Similarly, in Thailand 14 banks including Kasikornbank and Siam Commercial Bank have agreed to create a Thailand Blockchain Community Initiative that would digitize letters of guarantee on a shared platform. The Blockchain supply chain market, like the overall blockchain market, looks bright with research firm IndustryARC predicting that the market will be valued at US$424.2 million by 2023.

The payments landscape has also seen the influence of blockchain. Technology company Ripple has been busy in creating a network of financial institutions around the world to operate on its blockchain platform. The company recently created a payment app named “Money Tap” in Japan with 61 banks to speed up the settlement time of Japanese domestic payments.

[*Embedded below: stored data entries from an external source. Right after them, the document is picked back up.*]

//! Common fixtures and data generators for integration tests
//!
//! This module provides:
//! - Hand-written sweeps with known outcomes
//! - A deterministic generator for larger, noisy sweeps
//! - Assertion helpers for session state

#![allow(dead_code)]

use vibra_core::{RawField, RawReading, StudioSession, ZoneKind};

/// Four-angle sweep over two layers in a 4 m room
pub fn studio_sweep() -> Vec<RawReading> {
    vec![
        RawReading::new("0", "84", "200", "0.7", "Hot Spot", "Layer 1"),
        RawReading::new("90", "62", "150", "0.3", "Dead Spot", "Layer 1"),
        RawReading::new("180", "71", "180", "0.5", "", "Layer 1"),
        RawReading::new("270", "83", "160", "0.6", "hotspot", "Layer 1"),
        RawReading::new("0", "60", "190", "0.2", "deadspot", "Layer 2"),
        RawReading::new("90", "72", "140", "0.4", "ok", "Layer 2"),
    ]
}

/// Sweep whose farthest echo puts the room at 9 m
pub fn warehouse_sweep() -> Vec<RawReading> {
    vec![
        RawReading::new("0", "84", "4.5m", "1.9", "Hot Spot", "Layer 1"),
        RawReading::new("180", "66", "3.1m", "1.7", "", "Layer 1"),
    ]
}

/// Rows the normalizer must drop
pub fn broken_rows() -> Vec<RawReading> {
    vec![
        RawReading::new("", "70", "120", "0.4", "", "Layer 1"),
        RawReading::new("north", "70", "120", "0.4", "", "Layer 1"),
        RawReading::new("45", "70", "", "0.4", "", "Layer 1"),
        RawReading::new("45", "70", "0", "0.4", "", "Layer 1"),
        RawReading::new("45", "70", "-20cm", "0.4", "", "Layer 1"),
    ]
}

/// First point key of a zone
pub fn key_for(session: &StudioSession, zone: ZoneKind) -> String {
    session
        .points()
        .iter()
        .find(|point| point.zone == zone)
        .map(|point| point.key.clone())
        .unwrap_or_else(|| panic!("no {} point deployed", zone))
}

/// Deterministic sweep generator
///
/// Produces full-circle sweeps with a share of noisy rows, the way a rig
/// behaves next to open doors and soft furnishings.
pub struct SweepGenerator {
    seed: u32,
}

impl SweepGenerator {
    /// Generator with a fixed seed
    pub fn new(seed: u32) -> Self {
        Self { seed }
    }

    /// `layers` full sweeps at `step_deg` resolution.
    ///
    /// About one row in ten has no echo.
    pub fn sweep(&mut self, layers: u32, step_deg: u32, max_distance_cm: f64) -> Vec<RawReading> {
        let mut rows = Vec::new();
        for layer in 0..layers {
            let mut angle = 0;
            while angle < 360 {
                let distance = if self.random_float() < 0.1 {
                    RawField::from("")
                } else {
                    RawField::from(format!("{:.0}", 20.0 + self.random_float() * (max_distance_cm - 20.0)))
                };
                let label = match self.random_int(0, 3) {
                    0 => "Hot Spot",
                    1 => "Dead Spot",
                    _ => "",
                };
                rows.push(RawReading {
                    angle: RawField::Number(f64::from(angle)),
                    level: RawField::Number(55.0 + self.random_float() * 30.0),
                    distance,
                    reverberation: RawField::Number(0.2 + self.random_float()),
                    classification: Some(label.to_string()),
                    layer: Some(format!("Layer {}", layer + 1)),
                });
                angle += step_deg;
            }
        }
        rows
    }

    fn random_float(&mut self) -> f64 {
        self.seed = self.seed.wrapping_mul(1664525).wrapping_add(1013904223);
        f64::from(self.seed) / f64::from(u32::MAX)
    }

    fn random_int(&mut self, min: u32, max: u32) -> u32 {
        let range = max - min;
        min + (self.random_float() * f64::from(range)) as u32
    }
}
//! Zone classification from free-text labels
//!
//! Field crews label readings by hand ("Hot Spot", "hotspot", "DEAD SPOT",
//! "dead-ish"). Matching is fuzzy: lower-case, drop whitespace,
//! then look for a keyword. Anything unrecognized is `Neutral`.

use core::fmt;

/// Acoustic category of a point
#[derive(Debug, Clone, Copy, PartialEq, Eq, Hash, PartialOrd, Ord)]
#[cfg_attr(feature = "serde", derive(serde::Serialize, serde::Deserialize))]
#[cfg_attr(feature = "serde", serde(rename_all = "lowercase"))]
pub enum ZoneKind {
    /// Excess energy (standing wave peak, flutter echo)
    Hotspot,
    /// Insufficient energy (cancellation null)
    Deadspot,
    /// Nothing notable
    Neutral,
}

impl ZoneKind {
    /// Every zone, in catalog column order
    pub const ALL: [ZoneKind; 3] = [ZoneKind::Hotspot, ZoneKind::Deadspot, ZoneKind::Neutral];

    /// Upper-case name shown in the recommendation panel
    pub const fn display_name(&self) -> &'static str {
        match self {
            ZoneKind::Hotspot => "HOTSPOT",
            ZoneKind::Deadspot => "DEADSPOT",
            ZoneKind::Neutral => "NEUTRAL",
        }
    }

    /// Lower-case identifier used in catalogs and exports
    pub const fn as_str(&self) -> &'static str {
        match self {
            ZoneKind::Hotspot => "hotspot",
            ZoneKind::Deadspot => "deadspot",
            ZoneKind::Neutral => "neutral",
        }
    }
}

impl Default for ZoneKind {
    fn default() -> Self {
        ZoneKind::Neutral
    }
}

impl fmt::Display for ZoneKind {
    fn fmt(&self, f: &mut fmt::Formatter<'_>) -> fmt::Result {
        f.write_str(self.display_name())
    }
}

/// Classify a label. Total: `None` and unknown text give `Neutral`.
///
/// "hot" wins over "dead" when both appear.
pub fn classify(label: Option<&str>) -> ZoneKind {
    let Some(label) = label else {
        return ZoneKind::Neutral;
    };

    let folded: alloc::string::String = label
        .chars()
        .filter(|c| !c.is_whitespace())
        .flat_map(char::to_lowercase)
        .collect();

    if folded.contains("hot") {
        ZoneKind::Hotspot
    } else if folded.contains("dead") {
        ZoneKind::Deadspot
    } else {
        ZoneKind::Neutral
    }
}

/// Strict match used by batch filters: the whitespace-stripped, lower-cased
/// label must equal the zone identifier exactly.
pub fn label_is_exactly(label: &str, zone: ZoneKind) -> bool {
    let mut folded = label
        .chars()
        .filter(|c| !c.is_whitespace())
        .flat_map(char::to_lowercase);
    let mut expected = zone.as_str().chars();

    loop {
        match (folded.next(), expected.next()) {
            (None, None) => return true,
            (Some(a), Some(b)) if a == b => continue,
            _ => return false,
        }
    }
}

#[cfg(test)]
mod tests {
    use super::*;

    #[test]
    fn classifies_common_labels() {
        assert_eq!(classify(Some("Hot Spot")), ZoneKind::Hotspot);
        assert_eq!(classify(Some("dead spot")), ZoneKind::Deadspot);
        assert_eq!(classify(Some("HOTSPOT")), ZoneKind::Hotspot);
        assert_eq!(classify(Some("Neutral")), ZoneKind::Neutral);
    }

    #[test]
    fn empty_and_missing_are_neutral() {
        assert_eq!(classify(Some("")), ZoneKind::Neutral);
        assert_eq!(classify(Some("   ")), ZoneKind::Neutral);
        assert_eq!(classify(None), ZoneKind::Neutral);
    }

    #[test]
    fn whitespace_inside_keyword_is_ignored() {
        assert_eq!(classify(Some("h o t")), ZoneKind::Hotspot);
        assert_eq!(classify(Some("De Ad zone")), ZoneKind::Deadspot);
    }

    #[test]
    fn hot_takes_precedence() {
        assert_eq!(classify(Some("dead or hot?")), ZoneKind::Hotspot);
    }

    #[test]
    fn exact_label_match() {
        assert!(label_is_exactly("Hot Spot", ZoneKind::Hotspot));
        assert!(label_is_exactly(" dead spot ", ZoneKind::Deadspot));
        assert!(!label_is_exactly("hotspots", ZoneKind::Hotspot));
        assert!(!label_is_exactly("hot", ZoneKind::Hotspot));
    }

    #[test]
    fn display_names() {
        assert_eq!(ZoneKind::Deadspot.display_name(), "DEADSPOT");
        assert_eq!(ZoneKind::default(), ZoneKind::Neutral);
    }
}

While blockchain technology has grown from strength to strength over the past several years, there is still the need of more public commercial use cases in order to provide comfort for those companies who are still sceptical about the technology. “There have been many proof of concepts on blockchain between banks, but clients need to see a commercial use case to really entice them to take a look at the technology,” explains a transaction banker from a global bank.

Nevertheless, it is clear that blockchain is gaining support from influential government entities. Financial regulators, which have previously been conservative about new technologies, have embraced the blockchain trend. In Asia, Singapore’s finance minister Heng Sweet Keat stated that blockchain provides an opportunity to conduct cheap and secure transactions and therefore allow for the promotion of “financial inclusion for underserved and underbanked segments in Asean.” In November 2017, the Monetary Authority of Singapore announced a collaboration effort with the Hong Kong Monetary Authority to develop a cross-border blockchain platform focused on trade finance.